It is a fact of life that people do wrong to others. People may harm a person they know, or they may harm a stranger. Those harms take many forms, including physical, emotional, social, and financial wrongs. As part of this process, the victims of wrongdoing may also choose to forgive the perpetrator.
What exactly is the benefit of this forgiveness?
This question has been the subject of much discussion in psychology, both to understand the underlying influences of forgiveness as well as to understand the benefits it may have to people who are struggling because they were the victim of someone else’s actions. A fascinating paper published in 2025 in the Journal of Experimental Psychology: General by Gabriele Fernandez-Miranda, Matthew Stanley, Samuel Murray, Leonard Faul, and Felipe De Brigard provides insight into this issue.
These researchers explored the influence of forgiveness on the memories of victims and perpetrators of a wrong. In particular, they explored whether forgiveness affects people’s ability to remember the details of past events, whether they can remember the emotions they experienced in that past event, and also whether that memory still elicits an emotion.
Across several studies, participants were given a prompt to remember a past event. Participants were asked to recall an event from the previous 10 years in which they were the victim of wrongdoing. One study asked a group to remember an event in which they were the perpetrator of a wrongdoing. Half of the people in the victim (or perpetrator) groups were asked to remember an event in which they forgave the perpetrator (or were forgiven). The other half were asked to remember an event in which they did not forgive the perpetrator (or were not forgiven).
They wrote several sentences about their memory of the event they recalled. Then, they answered a questionnaire in which they rated the vividness of their memory for the content of what happened, the vividness of their recollection of the emotions they experienced at the time, and the strength of that emotion now as they recall the event.
Across several studies, forgiveness had its primary effect on the strength of the emotion people experience now. Both victims and perpetrators have reasonable memory for the event that occurred in the past, regardless of whether they forgave (or were forgiven), though victims tend to have more vivid memories than perpetrators. In addition, victims and perpetrators tend to remember how they felt at the time of the event. However, victims and perpetrators feel less bad about the past event now when there was forgiveness than when there was not.
The biggest impact of forgiveness is that it allows the intensity of the emotions elicited by an event to fade. One study also demonstrated that this change in emotional intensity is related to a decrease in the victim’s tendency to want to avoid the perpetrator and to seek revenge on the perpetrator.

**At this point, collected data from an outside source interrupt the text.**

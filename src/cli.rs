//! CLI domain: parse, route, output, and presentation only.
//! No lifecycle logic of its own; the route table calls into the library.

mod output;
mod parse;
mod presentation;
mod route;

pub use output::map_error;
pub use parse::{Cli, Commands};
pub use presentation::{
    format_arguments_json, format_arguments_text, format_config, format_run_summary_json,
    format_run_summary_text, RunSummary,
};
pub use route::RunContext;
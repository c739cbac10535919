//! Config loading facade: one entry point over defaults, files and environment.

use super::merge::merge_policy;
use super::sources::{env_vars, global_file};
use super::RuntimeConfig;
use config::ConfigError;
use config::File;
use std::path::{Path, PathBuf};
use tracing::debug;

/// Loads [`RuntimeConfig`] with the standard precedence.
pub struct ConfigLoader;

impl ConfigLoader {
    /// Defaults, then the global config file, then `RCLCTX_*` environment variables.
    pub fn load() -> Result<RuntimeConfig, ConfigError> {
        let builder = merge_policy::builder_with_defaults()?;
        let builder = global_file::add_to_builder(builder)?;
        let builder = env_vars::add_to_builder(builder);
        let config: RuntimeConfig = builder.build()?.try_deserialize()?;
        debug!(?config, "Configuration loaded");
        Ok(config)
    }

    /// Defaults, then `path` (required), then `RCLCTX_*` environment variables.
    /// The global config file is not consulted.
    pub fn load_from_file(path: &Path) -> Result<RuntimeConfig, ConfigError> {
        let builder = merge_policy::builder_with_defaults()?
            .add_source(File::from(path.to_path_buf()).required(true));
        let builder = env_vars::add_to_builder(builder);
        let config: RuntimeConfig = builder.build()?.try_deserialize()?;
        debug!(path = %path.display(), "Configuration loaded from file");
        Ok(config)
    }

    /// Location of the global config file, if a home directory is known.
    pub fn global_config_path() -> Option<PathBuf> {
        global_file::global_config_path()
    }
}
//! Process-wide signal handlers
//!
//! The OS handler table is a single shared resource. At most one context owns
//! it at a time; a second install request while it is owned is a no-op, and
//! only the owner can uninstall. Uninstalling restores whatever dispositions
//! were in place before the install.
//!
//! The installed handler records the signal number and wakes a watcher thread
//! through a socket pair. The watcher runs [`dispatch_pending_signal`] outside
//! signal context: every live context is shut down, which releases the table,
//! and the signal is raised again so the restored disposition still sees it.

use crate::context::{self, ContextId};
use crate::error::ContextError;
use nix::sys::signal::{self, SaFlags, SigAction, SigHandler, SigSet, Signal};
use parking_lot::{const_mutex, Condvar, Mutex};
use serde::{Deserialize, Serialize};
use std::fmt;
use std::io::{self, Read};
use std::os::unix::io::AsRawFd;
use std::os::unix::net::UnixStream;
use std::str::FromStr;
use std::sync::atomic::{AtomicI32, Ordering};
use std::time::{Duration, Instant};
use tracing::{debug, info, warn};

/// Which OS signals a context installs handlers for.
#[derive(Debug, Clone, Copy, PartialEq, Eq, Hash, Serialize, Deserialize)]
#[serde(rename_all = "lowercase")]
pub enum SignalHandlerOptions {
    /// SIGINT and SIGTERM.
    All,
    /// No handlers.
    No,
    SigInt,
    SigTerm,
}

impl SignalHandlerOptions {
    /// Signals covered by this option.
    pub fn signals(self) -> &'static [Signal] {
        match self {
            SignalHandlerOptions::All => &[Signal::SIGINT, Signal::SIGTERM],
            SignalHandlerOptions::No => &[],
            SignalHandlerOptions::SigInt => &[Signal::SIGINT],
            SignalHandlerOptions::SigTerm => &[Signal::SIGTERM],
        }
    }

    pub fn as_str(self) -> &'static str {
        match self {
            SignalHandlerOptions::All => "all",
            SignalHandlerOptions::No => "no",
            SignalHandlerOptions::SigInt => "sigint",
            SignalHandlerOptions::SigTerm => "sigterm",
        }
    }
}

impl fmt::Display for SignalHandlerOptions {
    fn fmt(&self, f: &mut fmt::Formatter<'_>) -> fmt::Result {
        f.write_str(self.as_str())
    }
}

impl FromStr for SignalHandlerOptions {
    type Err = String;

    fn from_str(s: &str) -> Result<Self, Self::Err> {
        match s.to_ascii_lowercase().as_str() {
            "all" => Ok(SignalHandlerOptions::All),
            "no" | "none" => Ok(SignalHandlerOptions::No),
            "sigint" => Ok(SignalHandlerOptions::SigInt),
            "sigterm" => Ok(SignalHandlerOptions::SigTerm),
            other => Err(format!(
                "Invalid signal handler option: {} (must be 'all', 'no', 'sigint' or 'sigterm')",
                other
            )),
        }
    }
}

struct InstalledHandlers {
    owner: ContextId,
    options: SignalHandlerOptions,
    previous: Vec<(Signal, SigAction)>,
}

static INSTALLED: Mutex<Option<InstalledHandlers>> = const_mutex(None);

/// Last signal caught by the installed handler (0 if none).
static PENDING_SIGNAL: AtomicI32 = AtomicI32::new(0);

/// Write end of the watcher's socket pair (-1 until the watcher starts).
static WAKE_FD: AtomicI32 = AtomicI32::new(-1);

/// Keeps the write end open for the life of the process.
static WATCHER: Mutex<Option<UnixStream>> = const_mutex(None);

/// Last signal handled by [`dispatch_pending_signal`] for the current owner.
static DELIVERED: Mutex<Option<Signal>> = const_mutex(None);
static DELIVERED_CV: Condvar = Condvar::new();

/// Async-safe: an atomic store and a non-blocking write(2).
extern "C" fn handle_signal(signum: libc::c_int) {
    PENDING_SIGNAL.store(signum, Ordering::SeqCst);
    let fd = WAKE_FD.load(Ordering::SeqCst);
    if fd >= 0 {
        let byte = 1u8;
        // SAFETY: fd is the open, non-blocking write end owned by WATCHER.
        let _ = unsafe { libc::write(fd, (&byte as *const u8).cast(), 1) };
    }
}

/// Start the watcher thread once per process.
fn ensure_watcher() -> Result<(), ContextError> {
    let mut watcher = WATCHER.lock();
    if watcher.is_some() {
        return Ok(());
    }

    let (reader, writer) = UnixStream::pair().map_err(ContextError::SignalWatcher)?;
    writer
        .set_nonblocking(true)
        .map_err(ContextError::SignalWatcher)?;
    std::thread::Builder::new()
        .name("rclctx-signals".to_string())
        .spawn(move || watch(reader))
        .map_err(ContextError::SignalWatcher)?;

    WAKE_FD.store(writer.as_raw_fd(), Ordering::SeqCst);
    *watcher = Some(writer);
    debug!("Signal watcher started");
    Ok(())
}

fn watch(mut reader: UnixStream) {
    let mut buf = [0u8; 16];
    loop {
        match reader.read(&mut buf) {
            Ok(0) => return,
            Ok(_) => {
                dispatch_pending_signal();
            }
            Err(e) if e.kind() == io::ErrorKind::Interrupted => continue,
            Err(e) => {
                warn!(error = %e, "Signal watcher stopped");
                return;
            }
        }
    }
}

/// Install handlers for `options` on behalf of `owner`.
///
/// Returns `true` if `owner` now owns the handler table, `false` if nothing was
/// requested or another context already owns it.
pub(crate) fn install(owner: ContextId, options: SignalHandlerOptions) -> Result<bool, ContextError> {
    if options == SignalHandlerOptions::No {
        return Ok(false);
    }

    ensure_watcher()?;

    let mut installed = INSTALLED.lock();
    if let Some(current) = installed.as_ref() {
        debug!(
            requested_by = %owner,
            owner = %current.owner,
            options = %current.options,
            "Signal handlers already installed, not installing again"
        );
        return Ok(false);
    }

    let action = SigAction::new(
        SigHandler::Handler(handle_signal),
        SaFlags::SA_RESTART,
        SigSet::empty(),
    );

    let mut previous = Vec::with_capacity(options.signals().len());
    for &sig in options.signals() {
        // SAFETY: handle_signal is async-signal-safe.
        match unsafe { signal::sigaction(sig, &action) } {
            Ok(old) => previous.push((sig, old)),
            Err(source) => {
                restore(&previous);
                return Err(ContextError::SignalInstall {
                    signal: sig.to_string(),
                    source,
                });
            }
        }
    }

    // A new owner never inherits a signal caught for an earlier one.
    PENDING_SIGNAL.store(0, Ordering::SeqCst);
    *DELIVERED.lock() = None;

    *installed = Some(InstalledHandlers {
        owner,
        options,
        previous,
    });
    info!(context = %owner, options = %options, "Signal handlers installed");
    Ok(true)
}

/// Uninstall the handlers if `owner` owns them. Returns whether anything was removed.
pub(crate) fn uninstall(owner: ContextId) -> Result<bool, ContextError> {
    let mut installed = INSTALLED.lock();
    match installed.as_ref() {
        Some(current) if current.owner == owner => {}
        _ => return Ok(false),
    }

    if let Some(current) = installed.as_ref() {
        for (sig, old) in current.previous.iter().rev() {
            // SAFETY: restores a disposition previously returned by sigaction.
            unsafe { signal::sigaction(*sig, old) }.map_err(|source| {
                ContextError::SignalInstall {
                    signal: sig.to_string(),
                    source,
                }
            })?;
        }
    }

    PENDING_SIGNAL.store(0, Ordering::SeqCst);
    *installed = None;
    info!(context = %owner, "Signal handlers uninstalled");
    Ok(true)
}

fn restore(previous: &[(Signal, SigAction)]) {
    for (sig, old) in previous.iter().rev() {
        // SAFETY: restores a disposition previously returned by sigaction.
        if let Err(e) = unsafe { signal::sigaction(*sig, old) } {
            warn!(signal = %sig, error = %e, "Failed to restore signal disposition");
        }
    }
}

/// Policy of the currently installed handlers; `No` when none are installed.
pub fn get_current_signal_handlers_options() -> SignalHandlerOptions {
    INSTALLED
        .lock()
        .as_ref()
        .map(|current| current.options)
        .unwrap_or(SignalHandlerOptions::No)
}

/// Context currently owning the handler table, if any.
pub fn handler_owner() -> Option<ContextId> {
    INSTALLED.lock().as_ref().map(|current| current.owner)
}

/// Signal caught but not yet dispatched, without clearing it.
pub fn pending_signal() -> Option<Signal> {
    to_signal(PENDING_SIGNAL.load(Ordering::SeqCst))
}

/// Signal caught but not yet dispatched, clearing it.
pub fn take_pending_signal() -> Option<Signal> {
    to_signal(PENDING_SIGNAL.swap(0, Ordering::SeqCst))
}

fn to_signal(signum: i32) -> Option<Signal> {
    if signum == 0 {
        return None;
    }
    Signal::try_from(signum).ok()
}

/// Block until a caught signal has been dispatched or `timeout` elapses.
///
/// Returns the dispatched signal. Cleared when a new owner installs handlers.
pub fn wait_for_signal(timeout: Duration) -> Option<Signal> {
    let deadline = Instant::now().checked_add(timeout);
    let mut delivered = DELIVERED.lock();
    loop {
        if let Some(sig) = *delivered {
            return Some(sig);
        }
        match deadline {
            Some(deadline) => {
                if DELIVERED_CV.wait_until(&mut delivered, deadline).timed_out() {
                    return *delivered;
                }
            }
            None => DELIVERED_CV.wait(&mut delivered),
        }
    }
}

/// Shut down every live context if a signal was caught, then forward the
/// signal to the disposition that was in place before the handlers.
///
/// Called by the watcher thread; callers may also drive it directly.
/// Returns the signal, or `None` if nothing was pending.
pub fn dispatch_pending_signal() -> Option<Signal> {
    let sig = take_pending_signal()?;
    let count = context::shutdown_live_contexts();
    info!(signal = %sig, contexts = count, "Signal received, contexts shut down");

    if handler_owner().is_none() {
        debug!(signal = %sig, "Forwarding signal to previous disposition");
        if let Err(e) = signal::raise(sig) {
            warn!(signal = %sig, error = %e, "Failed to forward signal");
        }
    } else {
        warn!(signal = %sig, "Signal handlers still installed, not forwarding");
    }

    *DELIVERED.lock() = Some(sig);
    DELIVERED_CV.notify_all();
    Some(sig)
}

These studies help to understand the psychological mechanisms by which forgiveness benefits the forgiver. It can be difficult to have memories that continue to elicit significant negative emotions even years after the event. Those negative emotions can make it difficult to move past something bad that happened in the past. Forgiveness of a perpetrator is one step toward a future in which that past event has less of an emotional hold on the present, which can help the victims of wrongdoing to move on with their lives. Depending on what was done wrong, it may also help the victim rebuild their relationship with the perpetrator.